Background:

In May 2021, the U.S. Preventive Services Task Force began recommending initiating colorectal cancer screening at age 45 (vs. 50) years.

Methods:

We estimated prevalence of colorectal cancer screening (by colonoscopy, sigmoidoscopy, CT colonography, or stool-based tests) in adults ages 50 to 75 years using data from the National Health Interview Survey in 2000, 2003, 2005, 2008, 2010, 2013, 2015, and 2018. For each survey year, we estimated prevalence by age, race/ethnicity, educational attainment, family income, and health insurance. We also compared increases in prevalence of screening from 2000 to 2018 in 5-year age groups (50–54, 55–59, 60–64, 65–69, and 70–75 years).

Results:

Overall, prevalence of colorectal cancer screening increased from 36.7% in 2000 to 66.1% in 2018. Screening prevalence in 2018 was lowest for age 50 to 54 years (47.6%), Hispanics (56.5%), Asians (57.1%), and participants with less than a high school degree (53.6%), from low-income families (56.6%), or without insurance (39.7%). Increases in prevalence over time differed by five-year age group. For example, prevalence increased from 28.2% in 2000 to 47.6% in 2018 (+19.4%; 95% CI, 13.1–25.6) for age 50 to 54 years but from 46.4% to 78.0% (+31.6%; 95% CI, 25.4%–37.7%) for age 70 to 75 years. This pattern was consistent across race/ethnicity, educational attainment, family income, and health insurance.

Conclusions:

Prevalence of colorectal cancer screening remains low in adults ages 50 to 54 years.

Impact:

As new guidelines are implemented, care must be taken to ensure screening benefits are realized equally by all population groups, particularly newly eligible adults ages 45 to 49 years.

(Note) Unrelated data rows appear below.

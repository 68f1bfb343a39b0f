use assert_cmd::Command;
use ferritin_test_data::TestFile;
use std::fs;
use std::path::Path;

fn write_list(dir: &Path, contents: &str) -> String {
    let path = dir.join("ids.txt");
    fs::write(&path, contents).unwrap();
    path.to_string_lossy().into_owned()
}

fn log_lines(out_folder: &Path) -> Vec<String> {
    fs::read_to_string(out_folder.join("fetching.log"))
        .unwrap()
        .lines()
        .map(str::to_string)
        .collect()
}

#[test]
fn test_cli_mirror_batch() {
    let mirror = tempfile::tempdir().unwrap();
    TestFile::two_chains().install(mirror.path(), "1FRT").unwrap();
    TestFile::nmr_ensemble().install(mirror.path(), "2frt").unwrap();

    let work = tempfile::tempdir().unwrap();
    let list = write_list(work.path(), "1FRT A\n\n2FRT\n1FRT Q\n3FRT\n1FRT\n");
    let out_folder = work.path().join("out");

    let mut cmd = Command::cargo_bin("ferritin-fetch").unwrap();
    cmd.arg("--pdbid-list-file")
        .arg(&list)
        .arg("--out-file-directory")
        .arg(&out_folder)
        .arg("--max-threads")
        .arg("2")
        .arg("--mirror")
        .arg(mirror.path());

    cmd.assert().success();

    let lines = log_lines(&out_folder);
    assert_eq!(lines.len(), 5);
    assert_eq!(lines[0], "1FRT A 1FRT_A.pdb");
    assert_eq!(lines[1], "2FRT 2FRT.pdb");
    assert!(lines[2].starts_with("1FRT Q The expected chain ID (Q)"));
    assert!(lines[3].starts_with("3FRT "));
    assert!(lines[3].contains("(3FRT)"));
    assert_eq!(lines[4], "1FRT 1FRT.pdb");

    assert!(out_folder.join("1FRT_A.pdb").exists());
    assert!(out_folder.join("2FRT.pdb").exists());
    assert!(out_folder.join("1FRT.pdb").exists());
    assert!(!out_folder.join("1FRT_Q.pdb").exists());
    assert!(!out_folder.join("3FRT.pdb").exists());
}

#[test]
fn test_cli_unreachable_server() {
    let work = tempfile::tempdir().unwrap();
    let list = write_list(work.path(), "1ABC\n2DEF B\n");
    let out_folder = work.path().join("out");

    let mut cmd = Command::cargo_bin("ferritin-fetch").unwrap();
    cmd.arg("-i")
        .arg(&list)
        .arg("-o")
        .arg(&out_folder)
        .arg("-c")
        .arg("4")
        .arg("--base-url")
        .arg("http://127.0.0.1:1");

    // failed entries are logged, not fatal
    cmd.assert().success();

    let lines = log_lines(&out_folder);
    assert_eq!(lines.len(), 2);
    assert!(lines[0].starts_with("1ABC The structure (1ABC) was not able to be fetched."));
    assert!(lines[1].starts_with("2DEF B The structure (2DEF) was not able to be fetched."));
}

#[test]
fn test_cli_cif_output() {
    let mirror = tempfile::tempdir().unwrap();
    TestFile::two_chains().install(mirror.path(), "1FRT").unwrap();

    let work = tempfile::tempdir().unwrap();
    let list = write_list(work.path(), "1FRT B\n");
    let out_folder = work.path().join("out");

    let mut cmd = Command::cargo_bin("ferritin-fetch").unwrap();
    cmd.arg("-i")
        .arg(&list)
        .arg("-o")
        .arg(&out_folder)
        .arg("-c")
        .arg("1")
        .arg("--format")
        .arg("cif")
        .arg("--mirror")
        .arg(mirror.path());

    cmd.assert().success();
    assert_eq!(log_lines(&out_folder), vec!["1FRT B 1FRT_B.cif".to_string()]);
    assert!(out_folder.join("1FRT_B.cif").exists());
}

#[test]
fn test_cli_rejects_zero_threads() {
    let work = tempfile::tempdir().unwrap();
    let list = write_list(work.path(), "1ABC\n");

    let mut cmd = Command::cargo_bin("ferritin-fetch").unwrap();
    cmd.arg("-i")
        .arg(&list)
        .arg("-o")
        .arg(work.path())
        .arg("-c")
        .arg("0");

    cmd.assert().failure();
}

#[test]
fn test_cli_missing_list_file() {
    let work = tempfile::tempdir().unwrap();

    let mut cmd = Command::cargo_bin("ferritin-fetch").unwrap();
    cmd.arg("-i")
        .arg(work.path().join("nope.txt"))
        .arg("-o")
        .arg(work.path())
        .arg("-c")
        .arg("1");

    cmd.assert().failure();
    assert!(!work.path().join("fetching.log").exists());
}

See related commentary by Brawley, p. 1671

Colorectal cancer screening with colonoscopy, sigmoidoscopy, or stool-based tests is a well-established preventive health service and can reduce colorectal cancer incidence and mortality (1–3). Overall screening participation remains below target, and screening benefits are not realized equally across populations. For example, racial and ethnic minorities and low-income persons are less likely to receive screening (4, 5), which may contribute to the higher incidence rates of colorectal cancer and worse cancer-specific survival observed in these groups (6, 7). Modeling studies similarly suggest that differences in screening between Black and White persons account for 42% and 19% of the disparity in incidence and mortality rates, respectively (8). These observations underscore the importance of optimizing screening as a critical strategy for reducing disparities in colorectal cancer outcomes (7, 9).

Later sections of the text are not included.